Reputation: 71
I am new to Google Cloud DLP and I ran a POST https://dlp.googleapis.com/v2beta1/inspect/operations to scan a .parquet
file within a Google Cloud Storage directory and also using cloudStorageOptions
to save the .csv
output.
The .parquet
file is 53.93 M.
When I make the API call on the .parquet
file I get :
"processedBytes": "102308122",
"infoTypeStats": [{
"infoType": {
"name": "AMERICAN_BANKERS_CUSIP_ID"
},
"count": "1"
}, {
"infoType": {
"name": "IP_ADDRESS"
},
"count": "17"
}, {
"infoType": {
"name": "US_TOLLFREE_PHONE_NUMBER"
},
"count": "148"
}, {
"infoType": {
"name": "EMAIL_ADDRESS"
},
"count": "30"
}, {
"infoType": {
"name": "US_STATE"
},
"count": "22"
}]
When I convert the .parquet
file to .csv
I get a 360.58 MB file. Then if I make the API call on the .csv
file I get:
"processedBytes": "377530307",
"infoTypeStats": [{
"infoType": {
"name": "CREDIT_CARD_NUMBER"
},
"count": "56546"
}, {
"infoType": {
"name": "EMAIL_ADDRESS"
},
"count": "372527"
}, {
"infoType": {
"name": "NETHERLANDS_BSN_NUMBER"
},
"count": "5"
}, {
"infoType": {
"name": "US_TOLLFREE_PHONE_NUMBER"
},
"count": "1331321"
}, {
"infoType": {
"name": "AUSTRALIA_TAX_FILE_NUMBER"
},
"count": "52269"
}, {
"infoType": {
"name": "PHONE_NUMBER"
},
"count": "28"
}, {
"infoType": {
"name": "US_DRIVERS_LICENSE_NUMBER"
},
"count": "114"
}, {
"infoType": {
"name": "US_STATE"
},
"count": "141383"
}, {
"infoType": {
"name": "KOREA_RRN"
},
"count": "56144"
}],
Obviously when I scan the .parquet
file not all the infoTypes
are detected compared to running the scan on the .csv
file where I verified that all EmailAddresses
were detected.
I couldn't find any documentation on compressed files such as parquet, so I am assuming that Google Cloud DLP doesn't offer this capability.

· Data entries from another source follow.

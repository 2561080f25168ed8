use chrono::Utc;
use url::Url;

use crate::dal::artifact_store::{
    ArtifactStore, HTML_ARTIFACT, SCREENSHOT_ARTIFACT, TEXT_ARTIFACT,
};
use crate::domain::rendered_page::RenderedPage;
use crate::domain::scrape_request::{DebugInfo, ScrapeRequest};
use crate::domain::snapshot_record::{ArtifactPaths, SnapshotRecord};
use crate::services::content_extractor::ContentExtractor;
use crate::services::error::ScrapeError;
use crate::services::page_renderer::PageRenderer;

const ACCEPTED_SCHEMES: [&str; 2] = ["http", "https"];

/// One end-to-end scrape: validate, render, extract, persist, report.
/// Callers must not issue concurrent scrapes for the same job id; distinct
/// ids are fully independent.
pub struct ScrapeCoordinator {
    renderer: PageRenderer,
    extractor: ContentExtractor,
    store: ArtifactStore,
}

impl ScrapeCoordinator {
    pub fn new(renderer: PageRenderer, extractor: ContentExtractor, store: ArtifactStore) -> Self {
        ScrapeCoordinator {
            renderer,
            extractor,
            store,
        }
    }

    pub async fn scrape(&self, request: ScrapeRequest) -> Result<SnapshotRecord, ScrapeError> {
        // Reject bad input before any side effect: no directory, no browser.
        validate_job_url(&request.url)?;

        let job_dir = self.store.ensure_directory(&request.job_id)?;

        let debug = DebugInfo {
            job_id: request.job_id.clone(),
            url: request.url.clone(),
            parsed_at: Utc::now(),
            job_data: request.fallback.clone(),
        };
        if let Err(e) = self.store.write_debug(&request.job_id, &debug) {
            log::warn!("Debug artifact write failed for job {}: {}", request.job_id, e);
        }

        log::info!("Rendering job {}: {}", request.job_id, request.url);
        let page = self.renderer.render(&request.url).await?;
        log::info!(
            "Rendered job {} at {} ({} bytes of html, screenshot: {})",
            request.job_id,
            page.captured_at.to_rfc3339(),
            page.html.len(),
            page.screenshot.is_some()
        );

        let content = self
            .extractor
            .extract(&page.html, request.fallback.as_ref());

        let record = SnapshotRecord {
            job_id: request.job_id.clone(),
            url: request.url.clone(),
            title: content.title,
            h1: content.h1,
            company: content.company,
            salary: content.salary,
            description: content.description,
            parsed_at: Utc::now(),
            files: ArtifactPaths {
                html: job_dir.join(HTML_ARTIFACT),
                screenshot: job_dir.join(SCREENSHOT_ARTIFACT),
                text: job_dir.join(TEXT_ARTIFACT),
            },
        };

        self.persist_artifacts(&request.job_id, &page, &record)?;

        log::info!("Snapshot complete for job {}", request.job_id);
        Ok(record)
    }

    /// Each artifact is written independently; only the structured record is
    /// load-bearing for the overall outcome.
    fn persist_artifacts(
        &self,
        job_id: &str,
        page: &RenderedPage,
        record: &SnapshotRecord,
    ) -> Result<(), ScrapeError> {
        if let Err(e) = self.store.write_html(job_id, &page.html) {
            log::error!("Persist step {} failed for job {}: {}", HTML_ARTIFACT, job_id, e);
        }

        match &page.screenshot {
            Some(png) => {
                if let Err(e) = self.store.write_screenshot(job_id, png) {
                    log::error!(
                        "Persist step {} failed for job {}: {}",
                        SCREENSHOT_ARTIFACT,
                        job_id,
                        e
                    );
                }
            }
            None => {
                // Wholesale replacement: a stale image from the previous
                // generation must not survive into this one.
                if let Err(e) = self.store.discard_screenshot(job_id) {
                    log::error!(
                        "Persist step {} failed for job {}: {}",
                        SCREENSHOT_ARTIFACT,
                        job_id,
                        e
                    );
                }
            }
        }

        if let Err(e) = self.store.write_text(job_id, &record.description) {
            log::error!("Persist step {} failed for job {}: {}", TEXT_ARTIFACT, job_id, e);
        }

        self.store.write_json(job_id, record)?;
        Ok(())
    }
}

pub fn validate_job_url(raw: &str) -> Result<(), ScrapeError> {
    match Url::parse(raw) {
        Ok(parsed) if !ACCEPTED_SCHEMES.contains(&parsed.scheme()) => {
            Err(ScrapeError::Validation {
                url: raw.to_string(),
                reason: format!("unsupported scheme {:?}", parsed.scheme()),
            })
        }
        Ok(parsed) if parsed.host_str().map_or(true, str::is_empty) => {
            Err(ScrapeError::Validation {
                url: raw.to_string(),
                reason: "missing host".to_string(),
            })
        }
        Ok(_) => Ok(()),
        Err(e) => Err(ScrapeError::Validation {
            url: raw.to_string(),
            reason: e.to_string(),
        }),
    }
}
use chrono::{DateTime, Utc};
use serde::{Deserialize, Serialize};

/// One scrape of one posting. The job id is caller-supplied and unique per
/// target; the route layer mints one when the caller has none.
#[derive(Debug, Clone)]
pub struct ScrapeRequest {
    pub url: String,
    pub job_id: String,
    pub fallback: Option<FallbackMetadata>,
}

/// What the caller already knows about the posting. Only ever backfills
/// title/company when extraction comes up empty.
#[derive(Debug, Clone, Serialize, Deserialize)]
pub struct FallbackMetadata {
    pub company: Option<String>,
    pub position: Option<String>,
}

/// Written as debug_info.json before rendering starts, so failed attempts
/// leave forensic evidence.
#[derive(Debug, Serialize)]
#[serde(rename_all = "camelCase")]
pub struct DebugInfo {
    pub job_id: String,
    pub url: String,
    pub parsed_at: DateTime<Utc>,
    pub job_data: Option<FallbackMetadata>,
}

Any help would be greatly appreciated.
Upvotes: 3
Views: 875
Reputation: 995
Parquet files are currently scanned as binary objects, as the system does not parse them smartly yet. In the V2 api the supported file types are listed here https://cloud.google.com/dlp/docs/reference/rpc/google.privacy.dlp.v2#filetype.
Upvotes: 2